Red beans & rice → bugs, and grubs

Can you relate?

Fostering, and growing a healthy relationship with food takes practice, patience, and perspective. To help our kids grow into healthy eating adults we have to find ways to reduce food pressure from high chair to high school. Here are a few simple, but powerful examples.


Practice. Imagine being 8 months old with one adorable tooth. Your Mom helps spoon lunch to your lips, and you enjoy watching her eat, and enjoy food, too. You’re just learning to hold the spoon, and love to eat with your hands. Most of your meal ends up on your lap, and hair but Mom doesn’t complain. There is magic in the mess. She lets you take the lead, helps when you need, and trusts in your ability to self-regulate. Her approach builds your self-esteem, and confidence. You anticipate mealtime as a happy time to play, learn, and share.

Cela Joy practicing her chopping skills, and braving sour lemons.


Patience. Mom blinks, and you’re four. Grandma is visiting, and she’s spent hours preparing a family dinner of traditional foods you haven’t seen before. You sit down with everybody, and your plate looks downright scary. You look to your Dad for guidance, and he smiles. He points to sliced apple to your plate – a familiar, and fun food that you enjoy. This makes you feel a little more relaxed. “Let’s try a bite together, he says. If you don’t like what Grandma’s made – that’s ok.” His calm demeanor reminds you that mealtime is family time, and your “job” is to visit, and behave well. Dinner can be a success with, or without eating. You notice others enjoying their meal, and decide to be brave. Sure enough you like it too! You feel proud of yourself, and appreciate in your own 4-year-old way what it means to be respected, and trusted.

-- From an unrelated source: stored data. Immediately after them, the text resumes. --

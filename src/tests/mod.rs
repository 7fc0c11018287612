// src/tests/mod.rs

//! Tests for _logreconlib_.
//!
//! Tests are placed at `src/tests/`, inside the `logreconlib`. This is a
//! reasonable trade-off of separation and access.
//!
//! Tests placed at top-level path `tests/` do not have crate-internal
//! visibility. Those tests use only the public API.

pub mod config_tests;
pub mod datetime_tests;
pub mod helpers_tests;
pub mod record_tests;
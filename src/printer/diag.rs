// src/printer/diag.rs

//! Diagnostic messages for users.
//!
//! There is no global logger. A [`DiagnosticSink`] is created once at process
//! start, with an explicit [`DiagLevel`], and passed to everything that
//! reports diagnostics.
//!
//! Function tracing for developers is done separately with `si_trace_print`
//! macros which only print in debug builds.
//!
//! [`DiagnosticSink`]: crate::printer::diag::DiagnosticSink
//! [`DiagLevel`]: crate::printer::diag::DiagLevel

use std::fmt;
use std::io::Write;

#[allow(unused_imports)]
use ::si_trace_print::{defn, defo, defx, defñ};
#[doc(hidden)]
pub use ::termcolor::{Color, ColorChoice, ColorSpec, StandardStream, WriteColor};

/// Severity of a diagnostic message.
///
/// Ordered from most severe to least severe; a sink at level `Info` emits
/// `Error` and `Info` messages.
#[derive(Clone, Copy, Debug, Eq, Hash, Ord, PartialEq, PartialOrd)]
pub enum DiagLevel {
    Error,
    Info,
    Debug,
}

impl DiagLevel {
    pub const fn as_str(&self) -> &'static str {
        match self {
            DiagLevel::Error => "ERROR",
            DiagLevel::Info => "INFO",
            DiagLevel::Debug => "DEBUG",
        }
    }

    /// Color of the message prefix.
    pub const fn color(&self) -> Color {
        match self {
            DiagLevel::Error => Color::Red,
            DiagLevel::Info => Color::Green,
            DiagLevel::Debug => Color::Cyan,
        }
    }
}

impl fmt::Display for DiagLevel {
    fn fmt(&self, f: &mut fmt::Formatter<'_>) -> fmt::Result {
        write!(f, "{}", self.as_str())
    }
}

/// Receiver of diagnostic messages.
pub trait DiagnosticSink {
    /// Least severe level this sink emits.
    fn level(&self) -> DiagLevel;

    /// Emit `message` at `level`. Implementations drop messages less severe
    /// than [`level`](DiagnosticSink::level).
    fn log(
        &self,
        level: DiagLevel,
        message: &str,
    );

    /// Would a message at `level` be emitted?
    fn enabled(
        &self,
        level: DiagLevel,
    ) -> bool {
        level <= self.level()
    }

    fn error(
        &self,
        message: &str,
    ) {
        self.log(DiagLevel::Error, message)
    }

    fn info(
        &self,
        message: &str,
    ) {
        self.log(DiagLevel::Info, message)
    }

    fn debug(
        &self,
        message: &str,
    ) {
        self.log(DiagLevel::Debug, message)
    }
}

/// Write diagnostics to stderr as `LEVEL: message`, the `LEVEL` colored if
/// `color_choice` allows.
#[derive(Clone, Copy, Debug)]
pub struct StderrSink {
    level: DiagLevel,
    color_choice: ColorChoice,
}

impl StderrSink {
    pub const fn new(
        level: DiagLevel,
        color_choice: ColorChoice,
    ) -> StderrSink {
        StderrSink { level, color_choice }
    }

    fn write_message(
        &self,
        level: DiagLevel,
        message: &str,
    ) -> std::io::Result<()> {
        let stderr = StandardStream::stderr(self.color_choice);
        let mut stderr_lock = stderr.lock();
        stderr_lock.set_color(ColorSpec::new().set_fg(Some(level.color())))?;
        write!(stderr_lock, "{}", level)?;
        stderr_lock.reset()?;
        writeln!(stderr_lock, ": {}", message)?;
        stderr_lock.flush()
    }
}

impl DiagnosticSink for StderrSink {
    fn level(&self) -> DiagLevel {
        self.level
    }

    fn log(
        &self,
        level: DiagLevel,
        message: &str,
    ) {
        if !self.enabled(level) {
            return;
        }
        // nowhere left to report a failure to write to stderr
        if let Err(_err) = self.write_message(level, message) {
            defñ!("write_message failed {}", _err);
        }
    }
}

/// Discard all diagnostics.
#[derive(Clone, Copy, Debug, Default)]
pub struct NullSink;

impl DiagnosticSink for NullSink {
    fn level(&self) -> DiagLevel {
        DiagLevel::Error
    }

    fn log(
        &self,
        _level: DiagLevel,
        _message: &str,
    ) {}
}
// src/lib.rs

//! _logreconlib_ reconciles the newest local event log record against a
//! server access log by scanning the server log backward in time.
//!
//! The core is [`ReverseLogScanner`], which reads a delimited text log from
//! the last line to the first line through a pluggable formatter, filter
//! chain, and breaker.
//!
//! [`ReverseLogScanner`]: crate::readers::scanner::ReverseLogScanner

pub mod common;
pub mod config;
pub mod data;
pub mod debug;
pub mod printer;
pub mod readers;
pub mod reconcile;
#[cfg(test)]
pub mod tests;
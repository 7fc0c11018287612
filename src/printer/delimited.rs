// src/printer/delimited.rs

//! Write records as delimited text (CSV).
//!
//! The column names of the first record are the header row. All records
//! written together are expected to have the same columns.

use crate::common::Path;
use crate::data::record::Columns;

use std::fs::File;
use std::io::{BufWriter, Write};

#[allow(unused_imports)]
use ::si_trace_print::{defn, defo, defx, defñ};

/// Field delimiter of written output.
pub const OUTPUT_DELIMITER: char = ',';
/// Quote char of written output.
pub const OUTPUT_QUOTE: char = '"';
/// Row terminator of written output.
pub const OUTPUT_LINE_TERMINATOR: &str = "\r\n";

/// Quote `field` if it contains the delimiter, the quote char, or a line
/// break. A quote char within a quoted field is doubled.
pub fn quote_field(field: &str) -> String {
    let needs_quote = field.contains(|c: char| {
        c == OUTPUT_DELIMITER || c == OUTPUT_QUOTE || c == '\r' || c == '\n'
    });
    if !needs_quote {
        return field.to_string();
    }
    let doubled = OUTPUT_QUOTE.to_string().repeat(2);
    let escaped = field.replace(OUTPUT_QUOTE, &doubled);

    format!("{}{}{}", OUTPUT_QUOTE, escaped, OUTPUT_QUOTE)
}

fn write_row<W: Write>(
    out: &mut W,
    fields: &[String],
) -> std::io::Result<()> {
    let row: Vec<String> = fields
        .iter()
        .map(|field| quote_field(field))
        .collect();
    write!(out, "{}{}", row.join(&OUTPUT_DELIMITER.to_string()), OUTPUT_LINE_TERMINATOR)
}

/// Write `records` to `out`, preceded by a header row. Writes nothing if
/// `records` is empty.
pub fn write_delimited_to<W: Write, R: Columns>(
    out: &mut W,
    records: &[R],
) -> std::io::Result<()> {
    defn!("({} records)", records.len());
    let first = match records.first() {
        Some(first) => first,
        None => {
            defx!("no records");
            return Ok(());
        }
    };
    write_row(out, &first.column_names())?;
    for record in records.iter() {
        write_row(out, &record.column_values())?;
    }
    out.flush()?;
    defx!();

    Ok(())
}

/// Create or truncate the file at `path` and write `records` to it.
pub fn write_delimited<R: Columns>(
    path: &Path,
    records: &[R],
) -> std::io::Result<()> {
    defn!("({:?})", path);
    let file = File::create(path)?;
    let mut writer = BufWriter::new(file);
    write_delimited_to(&mut writer, records)?;
    defx!();

    Ok(())
}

Perspective. At the age of 12 growing independence means you’re making more food decisions on your own. You buy food at school, and prep after school snack without help. Nearly everywhere you go – local arena, shopping center, community playground… you are surrounded by the option of fast, ultra-processed, treats. Navigating these environments is super challenging for everyone, adults, and kids alike. And, real talk 2.0, healthy choices are not always intuitive, or easy to make. But, you have a plan that works for you. Your parents have empowered you to choose up to three treats per week – whenever, and wherever you decide. Essentially when you choose a treat, you spend an imaginary token. This approach is rooted in autonomy, and offers the bonus of perspective. The autonomy to trust, and honour your own hunger, and appetite, and the perspective to appreciate that being a healthy eater is about balance, and a cascade of healthy decisions, over time.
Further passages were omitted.